Eddie grimaces as him, looking very red and very annoyed. Richie grins.

“Beep beep, Richie.” Beverly laughs, kicking his shoulder softly with her foot, “Send the bong back here, the birthday boy needs to get on our level. He's way too sober.”

Ben huffs, but lets her light the bong for him, “I have a high tolerance. What can I say?” He shrugs once he's exhaled the smoke.

“Bullshit.” Richie snorts, “You once got so drunk you let me convince you to piss at an electric fence up by Mike’s family farm.”

Ben splutters, laughing so hard he has to fold over Beverly’s feet to put his head between his legs, “Oh Jesus Christ! I had totally forgotten that night.”

“What the fuck? You could have died!” Eddie squeaks, looking angry but also kind of blurry around the edges. Like he’s not really as angry as he sounds.

“It would have been a glorious death.” Richie laughs, leaning back to fist bump Ben, whom looks a bit embarrassed about the whole thing. Beverly kicks him again.
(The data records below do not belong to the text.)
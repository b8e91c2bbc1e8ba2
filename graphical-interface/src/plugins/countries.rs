use std::{cell::RefCell, rc::Rc};

use egui::{Color32, Mesh, Pos2, Response, Shape, Stroke};
use walkers::{Plugin, Position, Projector};

use map_engine::style::{Rgb, StylePaint, StylePolicy};
use map_engine::InteractionState;

use crate::state::ViewState;

/// Draws the boundary dataset as status-colored polygons and feeds pointer
/// events into the interaction state.
pub struct Countries<'a> {
    view: &'a ViewState,
    policy: &'a StylePolicy,
    interaction: Rc<RefCell<InteractionState>>,
}

impl<'a> Countries<'a> {
    pub fn new(
        view: &'a ViewState,
        policy: &'a StylePolicy,
        interaction: Rc<RefCell<InteractionState>>,
    ) -> Self {
        Self {
            view,
            policy,
            interaction,
        }
    }
}

impl Plugin for Countries<'_> {
    fn run(self: Box<Self>, ui: &mut egui::Ui, response: &Response, projector: &Projector) {
        let pointer = response.hover_pos();

        // Project every ring once, holes included; the same points serve
        // the hover hit-test and the draw pass.
        let mut projected: Vec<Vec<Vec<Vec<Pos2>>>> =
            Vec::with_capacity(self.view.features().len());
        let mut hovered_index: Option<usize> = None;
        for (index, feature) in self.view.features().iter().enumerate() {
            let mut polygons = Vec::new();
            for polygon in feature.geometry.polygons() {
                let rings: Vec<Vec<Pos2>> = polygon
                    .iter()
                    .map(|ring| {
                        let mut points: Vec<Pos2> = ring
                            .iter()
                            .map(|coord| {
                                projector
                                    .project(Position::from_lat_lon(coord[1], coord[0]))
                                    .to_pos2()
                            })
                            .collect();
                        // GeoJSON rings repeat the first coordinate.
                        if points.len() > 1 && points.first() == points.last() {
                            points.pop();
                        }
                        points
                    })
                    .collect();
                if let Some(pointer) = pointer {
                    // Last hit wins, matching the front-most drawn feature.
                    if screen_point_in_polygon(pointer, &rings) {
                        hovered_index = Some(index);
                    }
                }
                polygons.push(rings);
            }
            projected.push(polygons);
        }

        // Hover transition: enter the resolved feature under the pointer,
        // leave otherwise. The state is updated before painting so the
        // current frame already shows the hover style.
        let mut interaction = self.interaction.borrow_mut();
        let hovered_code =
            hovered_index.and_then(|index| self.view.code_of(index).cloned());
        match hovered_code.clone() {
            Some(code) => interaction.pointer_enter(code),
            None => interaction.pointer_leave(),
        }

        if response.clicked() {
            if let Some(code) = hovered_code {
                // Toggle; the app reacts to the new selection after the
                // frame (callback, detail window, camera).
                let _ = interaction.click(code);
            }
        }

        // Paint: plain features first, hovered or selected ones on top so
        // their border is not occluded by neighbors.
        let mut raised: Vec<Shape> = Vec::new();
        for (index, polygons) in projected.into_iter().enumerate() {
            let code = self.view.code_of(index);
            let hovered = code.is_some_and(|code| interaction.is_hovered(code));
            let selected = code.is_some_and(|code| interaction.is_selected(code));
            let paint = self
                .policy
                .paint(self.view.status_of(code), hovered, selected);
            let stroke = Stroke::new(paint.stroke_weight, opaque(paint.stroke_color));

            for rings in polygons {
                let Some(outer) = rings.first() else {
                    continue;
                };
                if outer.len() < 3 {
                    continue;
                }
                // Holes stay unfilled: the enclave feature paints itself.
                let mut shapes = vec![filled_ring(outer.clone(), fill_color(&paint))];
                for ring in &rings {
                    if ring.len() >= 3 {
                        shapes.push(Shape::closed_line(ring.clone(), stroke));
                    }
                }
                let shape = Shape::Vec(shapes);
                if hovered || selected {
                    raised.push(shape);
                } else {
                    ui.painter().add(shape);
                }
            }
        }
        for shape in raised {
            ui.painter().add(shape);
        }
    }
}

fn fill_color(paint: &StylePaint) -> Color32 {
    let Rgb(r, g, b) = paint.fill_color;
    Color32::from_rgba_unmultiplied(r, g, b, (paint.fill_opacity * 255.0) as u8)
}

fn opaque(color: Rgb) -> Color32 {
    Color32::from_rgb(color.0, color.1, color.2)
}

/// Ray-casting test in screen space over a projected ring.
fn screen_point_in_ring(point: Pos2, ring: &[Pos2]) -> bool {
    let n = ring.len();
    if n < 3 {
        return false;
    }
    let mut inside = false;
    let mut j = n - 1;
    for i in 0..n {
        let (xi, yi) = (ring[i].x, ring[i].y);
        let (xj, yj) = (ring[j].x, ring[j].y);
        if ((yi > point.y) != (yj > point.y))
            && (point.x < (xj - xi) * (point.y - yi) / (yj - yi) + xi)
        {
            inside = !inside;
        }
        j = i;
    }
    inside
}

/// Outer-ring membership minus hole membership, in screen space. A pointer
/// inside an enclave hole belongs to the enclave's own feature, not to the
/// surrounding one.
fn screen_point_in_polygon(point: Pos2, rings: &[Vec<Pos2>]) -> bool {
    let Some(outer) = rings.first() else {
        return false;
    };
    if !screen_point_in_ring(point, outer) {
        return false;
    }
    !rings[1..]
        .iter()
        .any(|hole| screen_point_in_ring(point, hole))
}

/// Fills one projected ring as a triangle mesh. Country outlines are far
/// from convex, and egui's convex fill produces overlap artifacts on them.
fn filled_ring(points: Vec<Pos2>, color: Color32) -> Shape {
    let mut mesh = Mesh::default();
    for point in &points {
        mesh.colored_vertex(*point, color);
    }
    for [a, b, c] in triangulate(&points) {
        mesh.add_triangle(a, b, c);
    }
    Shape::mesh(mesh)
}

/// Ear-clipping triangulation of a simple ring, as vertex index triples.
fn triangulate(points: &[Pos2]) -> Vec<[u32; 3]> {
    let n = points.len();
    if n < 3 {
        return Vec::new();
    }
    let mut ring: Vec<u32> = (0..n as u32).collect();
    if signed_area(points) < 0.0 {
        ring.reverse();
    }

    let mut triangles = Vec::with_capacity(n - 2);
    while ring.len() > 3 {
        let len = ring.len();
        let mut clipped = false;
        for i in 0..len {
            let prev = ring[(i + len - 1) % len];
            let curr = ring[i];
            let next = ring[(i + 1) % len];
            let (a, b, c) = (
                points[prev as usize],
                points[curr as usize],
                points[next as usize],
            );
            if cross(a, b, c) <= 0.0 {
                continue;
            }
            let blocked = ring.iter().any(|&other| {
                other != prev
                    && other != curr
                    && other != next
                    && point_in_triangle(points[other as usize], a, b, c)
            });
            if !blocked {
                triangles.push([prev, curr, next]);
                ring.remove(i);
                clipped = true;
                break;
            }
        }
        if !clipped {
            // Self-intersecting ring; keep what was clipped so far.
            return triangles;
        }
    }
    triangles.push([ring[0], ring[1], ring[2]]);
    triangles
}

fn signed_area(points: &[Pos2]) -> f32 {
    let n = points.len();
    let mut sum = 0.0;
    for i in 0..n {
        let a = points[i];
        let b = points[(i + 1) % n];
        sum += a.x * b.y - b.x * a.y;
    }
    sum / 2.0
}

fn cross(o: Pos2, a: Pos2, b: Pos2) -> f32 {
    (a.x - o.x) * (b.y - o.y) - (a.y - o.y) * (b.x - o.x)
}

// Assumes counter-clockwise `a, b, c`, which `triangulate` guarantees.
fn point_in_triangle(p: Pos2, a: Pos2, b: Pos2, c: Pos2) -> bool {
    cross(a, b, p) >= 0.0 && cross(b, c, p) >= 0.0 && cross(c, a, p) >= 0.0
}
It’s nice. They’re all high, and drunk, and happy. Eddie doesn’t freak out, instead he becomes mellow and touchy, in a way he never is when sober, and Richie lets himself enjoy it a bit more than he probably should. Letting Eddie lean against him, slinging his arm over his shoulders in what he hopes looks like a casual, friendly, way to the others. Around midnight, Bev falls asleep in the hammock, and Bill trips over his own feet trying to walk over to the ice chest, so they all decide to call it a night. Stan and Richie support each other up the ladder, wobbly and shaky. Ben comes up next, with Bev sleeping in his arms, because of course he's carrying her. Mike and Eddie are somewhat supporting Bill up the ladder, each their arm under his armpits, but they’re laughing so hard they keep dropping him, so Richie surges forward and pulls him up the last few steps. They trip and stumble their way through the forest, laughing the entire way, and then start the long walk through town and over to the residential area on the opposite end of the city. It’s a humid summer night, and they’re all crossfaded, and if Richie lets his hand brush against Eddie’s a few times as they walk, he can blame it on that.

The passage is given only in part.